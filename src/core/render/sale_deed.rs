use super::{
    Paragraph, RenderedDocument, amount_phrase, display_date, figures, party_paragraphs,
    prior_document_paragraphs, schedule_paragraphs, signature_paragraphs,
};
use crate::core::model::{Payment, PaymentMethod, SaleDeed};

const TITLE: &str = "கிரைய சாசனம்";

/// Renders an absolute sale deed.
#[must_use]
pub fn render_sale_deed(deed: &SaleDeed) -> RenderedDocument {
    let body = &deed.body;
    let date = display_date(&body.document_date);

    let mut paragraphs = vec![Paragraph::heading(TITLE)];
    paragraphs.push(Paragraph::body(format!(
        "{date} ஆம் தேதியில் எழுதிக் கொடுக்கப்பட்ட சுத்தக் கிரைய சாசனம்."
    )));
    paragraphs.extend(party_paragraphs("எழுதிக் கொடுப்பவர்(கள்)", &deed.sellers));
    paragraphs.extend(party_paragraphs("எழுதி வாங்குபவர்(கள்)", &deed.buyers));

    paragraphs.push(Paragraph::body(
        "எழுதிக் கொடுப்பவர்கள் எழுதி வாங்குபவர்களுக்கு எழுதிக் கொடுத்த சுத்தக் கிரைய சாசனம் என்னவென்றால்:",
    ));
    paragraphs.extend(prior_document_paragraphs(&body.prior_documents));

    paragraphs.push(Paragraph::body(format!(
        "மேற்படி சொத்தை உங்களுக்கு {} க்குக் கிரையம் பேசி, அத்தொகையைக் கீழ்க்கண்டவாறு முழுமையாகப் பெற்றுக் கொண்டோம்:",
        amount_phrase(&body.amount, &body.amount_in_words)
    )));
    paragraphs.extend(
        deed.payments
            .iter()
            .enumerate()
            .map(|(index, payment)| Paragraph::body(format!("{}. {}", index + 1, describe_payment(payment)))),
    );

    paragraphs.push(Paragraph::body(
        "இன்று முதல் மேற்படி சொத்தை நீங்களே சர்வ சுதந்திர பாத்தியத்துடன் தானாதி வினிமய யோக்கியங்களுடன் ஆண்டு அனுபவித்துக் கொள்ள வேண்டியது. மேற்படி சொத்தின் பேரில் எவ்வித வில்லங்கமும் இல்லை என்றும், பின்னர் ஏதேனும் வில்லங்கம் ஏற்பட்டால் அதை எங்கள் சொந்தச் செலவில் சரி செய்து தருவோம் என்றும் உறுதி கூறுகிறோம்.",
    ));

    paragraphs.extend(schedule_paragraphs(body));
    paragraphs.extend(signature_paragraphs(
        &[("எழுதிக் கொடுப்பவர் கையொப்பம்", deed.sellers.as_slice())],
        &body.witnesses,
        &body.attribution,
    ));

    RenderedDocument {
        title: TITLE.to_string(),
        paragraphs,
    }
}

fn describe_payment(payment: &Payment) -> String {
    let amount = figures(&payment.amount);
    match &payment.method {
        PaymentMethod::Cash => format!("ரொக்கமாக {amount}"),
        PaymentMethod::Cheque(details) | PaymentMethod::DemandDraft(details) => {
            let instrument = if matches!(payment.method, PaymentMethod::Cheque(_)) {
                "காசோலை"
            } else {
                "வரைவோலை"
            };
            let branch = if details.branch.trim().is_empty() {
                String::new()
            } else {
                format!(" {} கிளை", details.branch.trim())
            };
            format!(
                "{}{branch} {instrument} எண் {}, நாள் {} மூலம் {amount}",
                details.bank_name.trim(),
                details.instrument_number.trim(),
                display_date(&details.instrument_date),
            )
        }
        PaymentMethod::Upi(details)
        | PaymentMethod::Neft(details)
        | PaymentMethod::Rtgs(details)
        | PaymentMethod::Imps(details) => format!(
            "{} மூலம் {} பரிவர்த்தனை எண் {}, நாள் {} வழியாக {amount}",
            details.bank_name.trim(),
            payment.method.label(),
            details.transaction_reference.trim(),
            display_date(&details.transaction_date),
        ),
    }
}
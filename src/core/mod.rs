/// Currency parsing, reconciliation tolerance and display formatting
pub mod amounts;
/// Form date parsing and `dd/mm/yyyy` display
pub mod dates;
/// Save, update, fetch, list and delete drafted documents
pub mod documents;
/// Print view HTML and Word export
pub mod export;
/// Form data types for the three document kinds
pub mod model;
/// District, taluk, village and Sub-Registrar Office lookups
pub mod reference;
/// Tamil deed templates
pub mod render;
/// Cross-field form validation
pub mod validation;
/// Amounts in Tamil and English words
pub mod words;
//! Reference data seed definitions from config.toml.
//!
//! The district → taluk → village hierarchy and the Sub-Registrar Offices are
//! declared in the configuration file and copied into the database on start.

use serde::Deserialize;

/// Reference data section of config.toml
#[derive(Debug, Clone, Default, Deserialize)]
pub struct ReferenceConfig {
    /// Districts with their taluks and villages
    #[serde(default)]
    pub districts: Vec<DistrictConfig>,
    /// Sub-Registrar Offices, each naming its district
    #[serde(default)]
    pub sub_registrar_offices: Vec<SubRegistrarOfficeConfig>,
}

/// One district and its taluks
#[derive(Debug, Clone, Deserialize)]
pub struct DistrictConfig {
    pub name: String,
    #[serde(default)]
    pub taluks: Vec<TalukConfig>,
}

/// One taluk and its villages
#[derive(Debug, Clone, Deserialize)]
pub struct TalukConfig {
    pub name: String,
    #[serde(default)]
    pub villages: Vec<String>,
}

/// One Sub-Registrar Office
#[derive(Debug, Clone, Deserialize)]
pub struct SubRegistrarOfficeConfig {
    pub name: String,
    /// Must match a `[[districts]]` name
    pub district: String,
}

○ ○ ○ ○ ○

*EXERCISE DESCRIPTION*: Reproduce the listing in full. Keep it exactly as written.

*THE ANSWER*:
filename src/core/render/sale_deed.rs
use super::{
    Paragraph, RenderedDocument, amount_phrase, display_date, figures, party_paragraphs,
    prior_document_paragraphs, schedule_paragraphs, signature_paragraphs,
};
use crate::core::model::{Payment, PaymentMethod, SaleDeed};

const TITLE: &str = "கிரைய சாசனம்";

/// Renders an absolute sale deed.
#[must_use]
pub fn render_sale_deed(deed: &SaleDeed) -> RenderedDocument {
    let body = &deed.body;
    let date = display_date(&body.document_date);

    let mut paragraphs = vec![Paragraph::heading(TITLE)];
    paragraphs.push(Paragraph::body(format!(
        "{date} ஆம் தேதியில் எழுதிக் கொடுக்கப்பட்ட சுத்தக் கிரைய சாசனம்."
    )));
    paragraphs.extend(party_paragraphs("எழுதிக் கொடுப்பவர்(கள்)", &deed.sellers));
    paragraphs.extend(party_paragraphs("எழுதி வாங்குபவர்(கள்)", &deed.buyers));

    paragraphs.push(Paragraph::body(
        "எழுதிக் கொடுப்பவர்கள் எழுதி வாங்குபவர்களுக்கு எழுதிக் கொடுத்த சுத்தக் கிரைய சாசனம் என்னவென்றால்:",
    ));
    paragraphs.extend(prior_document_paragraphs(&body.prior_documents));

    paragraphs.push(Paragraph::body(format!(
        "மேற்படி சொத்தை உங்களுக்கு {} க்குக் கிரையம் பேசி, அத்தொகையைக் கீழ்க்கண்டவாறு முழுமையாகப் பெற்றுக் கொண்டோம்:",
        amount_phrase(&body.amount, &body.amount_in_words)
    )));
    paragraphs.extend(
        deed.payments
            .iter()
            .enumerate()
            .map(|(index, payment)| Paragraph::body(format!("{}. {}", index + 1, describe_payment(payment)))),
    );

    paragraphs.push(Paragraph::body(
        "இன்று முதல் மேற்படி சொத்தை நீங்களே சர்வ சுதந்திர பாத்தியத்துடன் தானாதி வினிமய யோக்கியங்களுடன் ஆண்டு அனுபவித்துக் கொள்ள வேண்டியது. மேற்படி சொத்தின் பேரில் எவ்வித வில்லங்கமும் இல்லை என்றும், பின்னர் ஏதேனும் வில்லங்கம் ஏற்பட்டால் அதை எங்கள் சொந்தச் செலவில் சரி செய்து தருவோம் என்றும் உறுதி கூறுகிறோம்.",
    ));

    paragraphs.extend(schedule_paragraphs(body));
    paragraphs.extend(signature_paragraphs(
        &[("எழுதிக் கொடுப்பவர் கையொப்பம்", deed.sellers.as_slice())],
        &body.witnesses,
        &body.attribution,
    ));

    RenderedDocument {
        title: TITLE.to_string(),
        paragraphs,
    }
}

fn describe_payment(payment: &Payment) -> String {
    let amount = figures(&payment.amount);
    match &payment.method {
        PaymentMethod::Cash => format!("ரொக்கமாக {amount}"),
        PaymentMethod::Cheque(details) | PaymentMethod::DemandDraft(details) => {
            let instrument = if matches!(payment.method, PaymentMethod::Cheque(_)) {
                "காசோலை"
            } else {
                "வரைவோலை"
            };
            let branch = if details.branch.trim().is_empty() {
                String::new()
            } else {
                format!(" {} கிளை", details.branch.trim())
            };
            format!(
                "{}{branch} {instrument} எண் {}, நாள் {} மூலம் {amount}",
                details.bank_name.trim(),
                details.instrument_number.trim(),
                display_date(&details.instrument_date),
            )
        }
        PaymentMethod::Upi(details)
        | PaymentMethod::Neft(details)
        | PaymentMethod::Rtgs(details)
        | PaymentMethod::Imps(details) => format!(
            "{} மூலம் {} பரிவர்த்தனை எண் {}, நாள் {} வழியாக {amount}",
            details.bank_name.trim(),
            payment.method.label(),
            details.transaction_reference.trim(),
            display_date(&details.transaction_date),
        ),
    }
}
filename src/core/mod.rs
/// Currency parsing, reconciliation tolerance and display formatting
pub mod amounts;
/// Form date parsing and `dd/mm/yyyy` display
pub mod dates;
/// Save, update, fetch, list and delete drafted documents
pub mod documents;
/// Print view HTML and Word export
pub mod export;
/// Form data types for the three document kinds
pub mod model;
/// District, taluk, village and Sub-Registrar Office lookups
pub mod reference;
/// Tamil deed templates
pub mod render;
/// Cross-field form validation
pub mod validation;
/// Amounts in Tamil and English words
pub mod words;
//! Reference data seed definitions from config.toml.
//!
//! The district → taluk → village hierarchy and the Sub-Registrar Offices are
//! declared in the configuration file and copied into the database on start.

use serde::Deserialize;

/// Reference data section of config.toml
#[derive(Debug, Clone, Default, Deserialize)]
pub struct ReferenceConfig {
    /// Districts with their taluks and villages
    #[serde(default)]
    pub districts: Vec<DistrictConfig>,
    /// Sub-Registrar Offices, each naming its district
    #[serde(default)]
    pub sub_registrar_offices: Vec<SubRegistrarOfficeConfig>,
}

/// One district and its taluks
#[derive(Debug, Clone, Deserialize)]
pub struct DistrictConfig {
    pub name: String,
    #[serde(default)]
    pub taluks: Vec<TalukConfig>,
}

/// One taluk and its villages
#[derive(Debug, Clone, Deserialize)]
pub struct TalukConfig {
    pub name: String,
    #[serde(default)]
    pub villages: Vec<String>,
}

/// One Sub-Registrar Office
#[derive(Debug, Clone, Deserialize)]
pub struct SubRegistrarOfficeConfig {
    pub name: String,
    /// Must match a `[[districts]]` name
    pub district: String,
}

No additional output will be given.